## GIVEN ENTRIES
-- -- --
//! Recording, completion counting and submission of compiled sections.

use std::sync::{
    Mutex, PoisonError,
    atomic::{AtomicU32, Ordering},
};

use ahash::AHashMap;
use smallvec::{SmallVec, smallvec};

use relay_hal::{Barrier, CommandList, ViewDesc};

use crate::{
    compiler::CompiledBarrier,
    descriptor::{RangeSlotIndex, SlotIndex},
    graph::{PassFn, PassKey},
    resources::ResourceKey,
    runtime::{ExecError, PassContext, ResourceTable, RuntimeShared},
};

///Everything the runtime needs to know about one pass, fixed at compile time.
pub(crate) struct PassMeta {
    pub key: PassKey,
    pub name: String,
    pub entry_barriers: Vec<CompiledBarrier>,
    pub exit_barriers: Vec<CompiledBarrier>,
    pub bindings: AHashMap<(ResourceKey, ViewDesc), SlotIndex>,
    pub tables: Vec<RangeSlotIndex>,
    ///Distinct resources the pass declared, for access checks.
    pub declared: Vec<ResourceKey>,
}

pub(crate) struct PassExec {
    pub meta: PassMeta,
    pub callback: PassFn,
}

///The mutable half of a section: command lists (one per frame slot) and the
/// pass callbacks. Locked by the recording worker, and briefly by whoever
/// performs the submission.
pub(crate) struct SectionInner {
    pub lists: Vec<Box<dyn CommandList>>,
    pub passes: Vec<PassExec>,
}

///One schedulable unit: a run of passes on one (thread, queue) pair sharing a
/// command list.
pub(crate) struct SectionRuntime {
    pub thread: usize,
    pub queue: usize,
    ///Pass names joined, for logs and errors.
    pub label: String,
    ///Index into the runtime's fence list, present if anything waits on this
    /// section.
    pub fence: Option<usize>,
    ///Fences waited on at the current frame's counter value.
    pub waits: SmallVec<[usize; 4]>,
    ///Fences waited on at the previous frame's counter value.
    pub prev_frame_waits: SmallVec<[usize; 2]>,
    ///Distinct same-frame predecessor sections.
    pub external_dependencies: u32,
    ///Sections whose counters drop when this one submitted.
    pub outputs: SmallVec<[usize; 4]>,
    ///Countdown to submission: external_dependencies plus one for the
    /// section's own recording. Reset before every frame.
    pub unfinished: AtomicU32,
    pub inner: Mutex<SectionInner>,
}

impl SectionRuntime {
    ///Re-arms the countdown for the next frame. Only legal while no frame is
    /// in flight host-side.
    pub fn reset_unfinished(&self) {
        self.unfinished
            .store(self.external_dependencies + 1, Ordering::Release);
    }
}

///Records the section's command list for `slot`: entry barriers, the pass
/// callback, exit barriers, repeated per pass, then closes the list.
pub(crate) fn record(
    shared: &RuntimeShared,
    index: usize,
    frame_index: u64,
    slot: usize,
) -> Result<(), ExecError> {
    let section = &shared.sections[index];
    let resources = shared.resources.read().unwrap();
    let slots = shared.slots.read().unwrap();
    //a pass callback may have panicked under this lock in an earlier frame;
    // the lists and callbacks stay usable, recording resets the list anyway
    let mut inner = section
        .inner
        .lock()
        .unwrap_or_else(PoisonError::into_inner);
    let SectionInner { lists, passes } = &mut *inner;

    let list = lists[slot].as_mut();
    list.reset()?;
    for pass in passes.iter_mut() {
        apply_barriers(list, &resources, slot, &pass.meta.entry_barriers)?;
        let mut ctx = PassContext {
            frame_index,
            frame_slot: slot,
            list: &mut *list,
            meta: &pass.meta,
            resources: &resources,
            slots: &slots,
        };
        (pass.callback)(&mut ctx)?;
        apply_barriers(list, &resources, slot, &pass.meta.exit_barriers)?;
    }
    list.close()?;

    #[cfg(feature = "logging")]
    log::trace!(
        "recorded section '{}' for frame {frame_index} (slot {slot})",
        section.label
    );
    Ok(())
}

fn apply_barriers(
    list: &mut dyn CommandList,
    resources: &ResourceTable,
    slot: usize,
    barriers: &[CompiledBarrier],
) -> Result<(), ExecError> {
    if barriers.is_empty() {
        return Ok(());
    }
    let mut resolved: SmallVec<[Barrier; 4]> = SmallVec::with_capacity(barriers.len());
    for barrier in barriers {
        resolved.push(Barrier {
            resource: resources.resolve(barrier.resource, slot)?,
            from: barrier.from,
            to: barrier.to,
        });
    }
    list.barrier(&resolved)?;
    Ok(())
}

///Drops the section's counter by one and, if it reached zero, submits and
/// fans out to its dependents. Iterative on purpose: a deep graph must not
/// translate into a deep call stack.
pub(crate) fn complete(
    shared: &RuntimeShared,
    index: usize,
    counter: u64,
    slot: usize,
) -> Result<(), ExecError> {
    let mut worklist: SmallVec<[usize; 8]> = smallvec![index];
    while let Some(idx) = worklist.pop() {
        let section = &shared.sections[idx];
        if section.unfinished.fetch_sub(1, Ordering::AcqRel) == 1 {
            submit(shared, idx, counter, slot)?;
            worklist.extend_from_slice(&section.outputs);
        }
    }
    Ok(())
}

///Submission happens on whichever worker dropped the counter to zero: waits
/// first, then the list, then the section's own signal.
fn submit(shared: &RuntimeShared, index: usize, counter: u64, slot: usize) -> Result<(), ExecError> {
    let section = &shared.sections[index];
    let queue = &shared.ctx.queues[section.queue];

    if shared.poisoned() {
        //the frame already failed; skip the work but still signal so queues
        // waiting on this section's fence are not stuck
        if let Some(fence) = section.fence {
            queue.signal(&shared.fences[fence], counter)?;
        }
        return Ok(());
    }

    for &fence in &section.waits {
        queue.wait(&shared.fences[fence], counter)?;
    }
    if counter > 1 {
        for &fence in &section.prev_frame_waits {
            queue.wait(&shared.fences[fence], counter - 1)?;
        }
    }
    {
        let mut inner = section
            .inner
            .lock()
            .unwrap_or_else(PoisonError::into_inner);
        queue.submit(inner.lists[slot].as_mut())?;
    }
    if let Some(fence) = section.fence {
        queue.signal(&shared.fences[fence], counter)?;
    }

    #[cfg(feature = "logging")]
    log::trace!(
        "submitted section '{}' to queue {} at {counter}",
        section.label,
        section.queue
    );
    Ok(())
}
-- -- --
## EXERCISE PROMPT
Among the entries above, find every line holding "slots" and copy it.

## REPLY TO THE TASK
    let slots = shared.slots.read().unwrap();
            slots: &slots,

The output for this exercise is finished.